The Future Of Renewable Energy May Depend Heavily On Rare Earth Mining. Yet At What Price?
Three prospectors went out to look for wealth in the parched mountains of southern Nevada and southeast California in the spring of 1949 equipped with Geiger counters.
Those mountains produced gold, silver, copper, and cobalt during the previous century. However, the guys were seeking uranium, a different type of wealth. Following World War II, the Cold War was about to break out. To create its stockpile of nuclear weapons, the US required uranium. Mining domestic resources turned become a national security issue.
After many weeks of looking, the group found what they believed to be gold. Their equipment picked up strong radioactivity in brownish-red ore veins exposed on a granite outcrop in the Clark Mountain Range of California. The brownish-red substance, however, turned out to be bastnaesite, a mineral containing fluorine, carbon, and 17 unusual elements collectively known as rare earths, rather than uranium. The ore included radioactive thorium traces that caused the Geiger detectors to ping.
The prospectors sold their claim to the Molybdenum Corporation of America, afterwards known as Molycorp, notwithstanding how depressing that must have been since the bastnaesite still had value. The rare earths mining was of interest to the firm. The usage of rare earth elements increased dramatically in the middle of the 20th century. For instance, cerium served as the foundation for a glass-polishing powder, while europium provided luminosity for newly developed fluorescent lights and colour television displays.

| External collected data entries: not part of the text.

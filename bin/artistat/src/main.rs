// SPDX-License-Identifier: AGPL-3.0-only
// Minimal bootstrap; loading, plotting and serving live in the library.
use anyhow::{Context, Result};
use artistat::{server, ReportPipeline, Settings};
use clap::{Parser, Subcommand};
use std::path::PathBuf;
use tracing::info;

#[derive(Parser, Debug, Clone)]
#[command(name = "artistat", about = "Charts and summaries for a research artifact table")]
struct Cli {
    #[command(subcommand)]
    cmd: Option<Command>,
}

#[derive(Subcommand, Debug, Clone)]
enum Command {
    /// Render the three charts and print their summaries.
    Plot {
        #[arg(long, value_name = "CSV")]
        data: Option<PathBuf>,
        #[arg(long, value_name = "DIR")]
        output_dir: Option<PathBuf>,
        #[arg(long)]
        threshold: Option<usize>,
        /// Draw in memory only; no image is written.
        #[arg(long)]
        dry_run: bool,
    },
    /// Serve the companion web page.
    Serve {
        port: Option<u16>,
        #[arg(long)]
        root: Option<PathBuf>,
    },
}

#[tokio::main]
async fn main() -> Result<()> {
    let _ = dotenvy::dotenv();
    tracing_subscriber::fmt()
        .with_env_filter(tracing_subscriber::EnvFilter::from_default_env())
        .with_target(false)
        .init();
    let cli = Cli::parse();
    let mut settings = Settings::load().context("loading settings")?;
    let command = cli.cmd.unwrap_or(Command::Plot {
        data: None,
        output_dir: None,
        threshold: None,
        dry_run: false,
    });
    match command {
        Command::Plot {
            data,
            output_dir,
            threshold,
            dry_run,
        } => {
            if let Some(data) = data {
                settings.data_path = data;
            }
            if let Some(output_dir) = output_dir {
                settings.output_dir = output_dir;
            }
            if let Some(threshold) = threshold {
                settings.aggregation_threshold = threshold;
            }
            plot(settings, dry_run)
        }
        Command::Serve { port, root } => {
            if let Some(port) = port {
                settings.server.port = port;
            }
            if let Some(root) = root {
                settings.server.root = root;
            }
            server::serve(&settings.server)
                .await
                .context("static server failed")
        }
    }
}

fn plot(settings: Settings, dry_run: bool) -> Result<()> {
    let pipeline = ReportPipeline::new(settings).with_dry_run(dry_run);
    let stdout = std::io::stdout();
    let outcome = pipeline.run(&mut stdout.lock()).with_context(|| {
        format!(
            "building report from {}",
            pipeline.settings().data_path.display()
        )
    })?;
    info!(
        output_dir = %pipeline.settings().output_dir.display(),
        written = outcome.written.len(),
        skipped = outcome.skipped.len(),
        "report finished"
    );
    Ok(())
}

The location, afterwards known as the Mountain Pass mine, served as the world’s top supplier of rare earth elements for the next several decades until two pressures proved to be too great. China began actively mining its own rare earths in the late 1980s and selling them for less. Additionally, Mountain Pass’ production was shut down in 2002 as a result of a string of hazardous waste accidents.
But the narrative didn’t stop there. Mountain Pass, which subsequently reopened and is now the sole rare earths mine in the United States, received fresh interest as a result of the green-tech revolution of the twenty-first century.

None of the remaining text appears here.